(Beginning of THE RECORDS)
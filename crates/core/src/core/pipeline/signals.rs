//! Pipeline control signals and operation types.
//!
//! This module defines the signals generated in Decode and carried through the
//! latches. It performs:
//! 1. **Operation Classification:** The full ALU/FPU operation tag set.
//! 2. **Operand Selection:** The `alu_src` mux select (register vs. immediate).
//! 3. **Register-File Routing:** GPR/FPR classification per operand.

/// ALU operation selector.
///
/// Integer operations return a 64-bit result; `W`-suffixed variants operate on
/// the low 32 bits and sign-extend. The branch comparators report the taken
/// decision through the result value (see [`crate::core::units::alu::Alu`]).
#[derive(Clone, Copy, Debug, Default, PartialEq, Eq)]
pub enum AluOp {
    /// No operation (bubbles, pass-through).
    #[default]
    None,
    Add,
    Sub,
    And,
    Or,
    Xor,
    Sll,
    Srl,
    Sra,
    Slt,
    Sltu,
    Mul,
    Mulh,
    Mulhu,
    Mulhsu,
    Div,
    Divu,
    Rem,
    Remu,
    /// 32-bit add, result sign-extended.
    Addw,
    Subw,
    Sllw,
    Srlw,
    Sraw,
    Mulw,
    Divw,
    Divuw,
    Remw,
    Remuw,
    /// Pass the U-immediate through (operand B).
    Lui,
    /// PC-relative upper immediate (operand A carries the PC).
    Auipc,
    /// Branch comparators. Equal/greater classes report 0 when taken,
    /// less/not-equal classes report 1 when taken.
    Beq,
    Bne,
    Blt,
    Bge,
    Bltu,
    Bgeu,
    // Floating point. Precision is selected by `ControlSignals::is_double`.
    FAdd,
    FSub,
    FMul,
    FDiv,
    FSqrt,
    FMin,
    FMax,
    FSgnJ,
    FSgnJN,
    FSgnJX,
    /// Float to 32-bit signed integer.
    FCvtWF,
    /// Float to 64-bit signed integer.
    FCvtLF,
    /// 32-bit signed integer to float.
    FCvtFW,
    /// 64-bit signed integer to float.
    FCvtFL,
    /// Double to single.
    FCvtSD,
    /// Single to double.
    FCvtDS,
    /// Raw bit move FPR -> GPR.
    FMvXF,
    /// Raw bit move GPR -> FPR.
    FMvFX,
    FEq,
    FLt,
    FLe,
    FClass,
}

impl AluOp {
    /// Returns true for operations evaluated by the FPU.
    pub fn is_fp(self) -> bool {
        matches!(
            self,
            AluOp::FAdd
                | AluOp::FSub
                | AluOp::FMul
                | AluOp::FDiv
                | AluOp::FSqrt
                | AluOp::FMin
                | AluOp::FMax
                | AluOp::FSgnJ
                | AluOp::FSgnJN
                | AluOp::FSgnJX
                | AluOp::FCvtWF
                | AluOp::FCvtLF
                | AluOp::FCvtFW
                | AluOp::FCvtFL
                | AluOp::FCvtSD
                | AluOp::FCvtDS
                | AluOp::FMvXF
                | AluOp::FMvFX
                | AluOp::FEq
                | AluOp::FLt
                | AluOp::FLe
                | AluOp::FClass
        )
    }

}

/// Control signals generated in Decode and carried through the latches.
///
/// A bubble carries the default value, which is architecturally a
/// `addi x0, x0, 0`.
#[derive(Clone, Copy, Debug, Default, PartialEq, Eq)]
pub struct ControlSignals {
    /// Write the destination register at Writeback.
    pub reg_write: bool,
    /// Load from memory at the Memory stage.
    pub mem_read: bool,
    /// Store to memory at the Memory stage.
    pub mem_write: bool,
    /// Writeback mux: memory data (true) vs. ALU result (false).
    pub mem_to_reg: bool,
    /// ALU operand B mux: immediate (true) vs. rs2 value (false).
    pub alu_src: bool,
    /// ALU/FPU operation.
    pub alu_op: AluOp,
    /// Destination register lives in the FPR file.
    pub rd_fp: bool,
    /// rs1 is read from the FPR file.
    pub rs1_fp: bool,
    /// rs2 is read from the FPR file.
    pub rs2_fp: bool,
    /// Instruction is a conditional branch.
    pub branch: bool,
    /// Instruction is an unconditional jump (`JAL`/`JALR`).
    pub jump: bool,
    /// Distinguishes `JAL` (true) from `JALR` (false) when `jump` is set.
    pub is_jal: bool,
    /// FP operation width: double (true) vs. NaN-boxed single (false).
    pub is_double: bool,
}
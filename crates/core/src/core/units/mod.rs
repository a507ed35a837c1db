//! Functional units consumed by the pipeline stages.

/// Integer arithmetic logic unit.
pub mod alu;

/// Branch prediction unit.
pub mod bru;

/// Floating-point unit.
pub mod fpu;
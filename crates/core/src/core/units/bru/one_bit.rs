//! Dynamic 1-bit Branch Predictor.
//!
//! Remembers the last outcome of each conditional branch. A branch not yet
//! in the table falls back to the static backward-taken heuristic. Always
//! mispredicts twice on each direction change of a biased branch, which is
//! what the 2-bit counter variant fixes.

use super::bht::Bht;
use super::branch_predictor::{backward_taken, BranchPredictor};
use crate::isa::decode;
use crate::isa::opcodes::rv64i;

/// 1-bit dynamic predictor backed by the BHT.
pub struct OneBitPredictor {
    bht: Bht,
}

impl OneBitPredictor {
    /// Creates a predictor with an empty history table.
    pub fn new() -> Self {
        Self { bht: Bht::new() }
    }
}

impl Default for OneBitPredictor {
    fn default() -> Self {
        Self::new()
    }
}

impl BranchPredictor for OneBitPredictor {
    /// Predicts the last observed direction, or the static heuristic for an
    /// unseen branch. `JAL` is always taken.
    fn predict(&self, pc: u64, inst: u32) -> (bool, u64) {
        let Ok(d) = decode(inst) else {
            return (false, 0);
        };
        match d.opcode {
            rv64i::OP_BRANCH => {
                let taken = match self.bht.lookup(pc) {
                    Some(state) => state != 0,
                    None => backward_taken(d.imm),
                };
                if taken {
                    (true, pc.wrapping_add(d.imm as i64 as u64))
                } else {
                    (false, 0)
                }
            }
            rv64i::OP_JAL => (true, pc.wrapping_add(d.imm as i64 as u64)),
            _ => (false, 0),
        }
    }

    /// Records the actual outcome as the new prediction.
    fn update(&mut self, pc: u64, taken: bool) {
        self.bht.store(pc, taken as u8);
    }

    /// Empties the history table.
    fn reset(&mut self) {
        self.bht.clear();
    }
}
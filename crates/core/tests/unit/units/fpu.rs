//! FPU tests.
//!
//! NaN boxing, canonical NaN results, exception flags, comparisons,
//! conversions, and classification.

use rv5s_core::core::pipeline::signals::AluOp;
use rv5s_core::core::units::fpu::nan_handling::{box_f32, unbox_f32, CANONICAL_NAN_F32};
use rv5s_core::core::units::fpu::{FpFlags, Fpu};

fn exec_d(op: AluOp, a: f64, b: f64) -> (f64, FpFlags) {
    let (bits, flags) = Fpu::execute(op, a.to_bits(), b.to_bits(), true);
    (f64::from_bits(bits), flags)
}

fn exec_s(op: AluOp, a: f32, b: f32) -> (f32, FpFlags) {
    let (bits, flags) = Fpu::execute(op, box_f32(a), box_f32(b), false);
    (unbox_f32(bits), flags)
}

// ══════════════════════════════════════════════════════════
// 1. Arithmetic and flags
// ══════════════════════════════════════════════════════════

#[test]
fn double_arithmetic_basics() {
    assert_eq!(exec_d(AluOp::FAdd, 1.5, 2.5).0, 4.0);
    assert_eq!(exec_d(AluOp::FSub, 1.0, 2.5).0, -1.5);
    assert_eq!(exec_d(AluOp::FMul, 3.0, 0.5).0, 1.5);
    assert_eq!(exec_d(AluOp::FDiv, 7.0, 2.0).0, 3.5);
}

#[test]
fn single_results_are_nan_boxed() {
    let (bits, _) = Fpu::execute(AluOp::FAdd, box_f32(1.0), box_f32(2.0), false);
    assert_eq!(bits >> 32, 0xFFFF_FFFF, "upper half must be all ones");
    assert_eq!(f32::from_bits(bits as u32), 3.0);
}

#[test]
fn division_by_zero_raises_dz() {
    let (res, flags) = exec_d(AluOp::FDiv, 1.0, 0.0);
    assert!(res.is_infinite());
    assert!(flags.contains(FpFlags::DZ));
}

#[test]
fn zero_over_zero_raises_nv_with_canonical_nan() {
    let (res, flags) = exec_d(AluOp::FDiv, 0.0, 0.0);
    assert!(res.is_nan());
    assert!(flags.contains(FpFlags::NV));
}

#[test]
fn sqrt_of_negative_raises_nv() {
    let (res, flags) = exec_d(AluOp::FSqrt, -4.0, 0.0);
    assert!(res.is_nan());
    assert!(flags.contains(FpFlags::NV));
}

#[test]
fn overflow_raises_of() {
    let (res, flags) = exec_s(AluOp::FMul, f32::MAX, 2.0);
    assert!(res.is_infinite());
    assert!(flags.contains(FpFlags::OF));
}

#[test]
fn nan_results_are_canonical() {
    let (bits, _) = Fpu::execute(
        AluOp::FAdd,
        box_f32(f32::INFINITY),
        box_f32(f32::NEG_INFINITY),
        false,
    );
    assert_eq!(bits as u32, CANONICAL_NAN_F32);
}

#[test]
fn improperly_boxed_single_reads_as_nan() {
    // Upper half not all ones: must be treated as canonical NaN.
    let bogus = 1.0_f32.to_bits() as u64;
    let (bits, _) = Fpu::execute(AluOp::FAdd, bogus, box_f32(1.0), false);
    assert!(unbox_f32(bits).is_nan());
}

// ══════════════════════════════════════════════════════════
// 2. Min/max and sign injection
// ══════════════════════════════════════════════════════════

#[test]
fn min_max_handle_nan_and_signed_zero() {
    assert_eq!(exec_d(AluOp::FMin, 1.0, 2.0).0, 1.0);
    assert_eq!(exec_d(AluOp::FMax, 1.0, 2.0).0, 2.0);
    // One NaN operand: the other value wins.
    assert_eq!(exec_d(AluOp::FMin, f64::NAN, 2.0).0, 2.0);
    // -0.0 orders below +0.0.
    assert!(exec_d(AluOp::FMin, 0.0, -0.0).0.is_sign_negative());
    assert!(exec_d(AluOp::FMax, 0.0, -0.0).0.is_sign_positive());
}

#[test]
fn sign_injection_variants() {
    assert_eq!(exec_d(AluOp::FSgnJ, 1.5, -2.0).0, -1.5);
    assert_eq!(exec_d(AluOp::FSgnJN, 1.5, -2.0).0, 1.5);
    assert_eq!(exec_d(AluOp::FSgnJX, -1.5, -2.0).0, 1.5);
}

// ══════════════════════════════════════════════════════════
// 3. Comparisons and classification
// ══════════════════════════════════════════════════════════

#[test]
fn comparisons_return_integer_results() {
    assert_eq!(Fpu::execute(AluOp::FEq, 1.0f64.to_bits(), 1.0f64.to_bits(), true).0, 1);
    assert_eq!(Fpu::execute(AluOp::FLt, 1.0f64.to_bits(), 2.0f64.to_bits(), true).0, 1);
    assert_eq!(Fpu::execute(AluOp::FLe, 2.0f64.to_bits(), 1.0f64.to_bits(), true).0, 0);
}

#[test]
fn comparisons_with_nan_are_false() {
    let nan = f64::NAN.to_bits();
    let one = 1.0f64.to_bits();
    assert_eq!(Fpu::execute(AluOp::FEq, nan, one, true).0, 0);
    let (res, flags) = {
        let (r, f) = Fpu::execute(AluOp::FLt, nan, one, true);
        (r, f)
    };
    assert_eq!(res, 0);
    assert!(flags.contains(FpFlags::NV), "ordered compare on NaN is invalid");
}

#[test]
fn classify_picks_the_right_bit() {
    // Negative infinity -> bit 0; positive normal -> bit 6; quiet NaN -> bit 9.
    assert_eq!(Fpu::execute(AluOp::FClass, f64::NEG_INFINITY.to_bits(), 0, true).0, 1 << 0);
    assert_eq!(Fpu::execute(AluOp::FClass, 1.5f64.to_bits(), 0, true).0, 1 << 6);
    assert_eq!(Fpu::execute(AluOp::FClass, f64::NAN.to_bits(), 0, true).0, 1 << 9);
    assert_eq!(Fpu::execute(AluOp::FClass, (-0.0f64).to_bits(), 0, true).0, 1 << 3);
}

// ══════════════════════════════════════════════════════════
// 4. Conversions and moves
// ══════════════════════════════════════════════════════════

#[test]
fn float_to_int_truncates_and_saturates() {
    let (res, flags) = Fpu::execute(AluOp::FCvtWF, 3.7f64.to_bits(), 0, true);
    assert_eq!(res, 3);
    assert!(flags.contains(FpFlags::NX));

    let (res, _) = Fpu::execute(AluOp::FCvtWF, (-3.7f64).to_bits(), 0, true);
    assert_eq!(res as i64, -3);

    let (res, flags) = Fpu::execute(AluOp::FCvtWF, 1e12f64.to_bits(), 0, true);
    assert_eq!(res as i64, i32::MAX as i64, "out of range saturates");
    assert!(flags.contains(FpFlags::NV));

    let (res, flags) = Fpu::execute(AluOp::FCvtWF, f64::NAN.to_bits(), 0, true);
    assert_eq!(res as i64, i32::MAX as i64);
    assert!(flags.contains(FpFlags::NV));
}

#[test]
fn int_to_float_converts() {
    let (res, _) = Fpu::execute(AluOp::FCvtFW, (-5_i32) as u32 as u64, 0, true);
    assert_eq!(f64::from_bits(res), -5.0);
    let (res, _) = Fpu::execute(AluOp::FCvtFL, 1_000_000_007u64, 0, true);
    assert_eq!(f64::from_bits(res), 1_000_000_007.0);
}

#[test]
fn precision_conversions() {
    let (res, _) = Fpu::execute(AluOp::FCvtDS, box_f32(1.5), 0, false);
    assert_eq!(f64::from_bits(res), 1.5);
    let (res, _) = Fpu::execute(AluOp::FCvtSD, 2.5f64.to_bits(), 0, true);
    assert_eq!(unbox_f32(res), 2.5);
}

#[test]
fn moves_are_raw_bit_copies() {
    // fmv.x.w sign-extends the 32-bit pattern.
    let bits = (-1.0f32).to_bits() as u64;
    let (res, _) = Fpu::execute(AluOp::FMvXF, box_f32(-1.0), 0, false);
    assert_eq!(res, bits | 0xFFFF_FFFF_0000_0000);

    let (res, _) = Fpu::execute(AluOp::FMvFX, 1.0f32.to_bits() as u64, 0, false);
    assert_eq!(unbox_f32(res), 1.0);
}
(End of THE RECORDS)
» **WHAT TO WORK ON**
Search the entries for the word "BranchPredictor" and copy every line that holds it.

» **OUTPUT FOR THIS EXERCISE**
use super::branch_predictor::{backward_taken, BranchPredictor};
impl BranchPredictor for OneBitPredictor {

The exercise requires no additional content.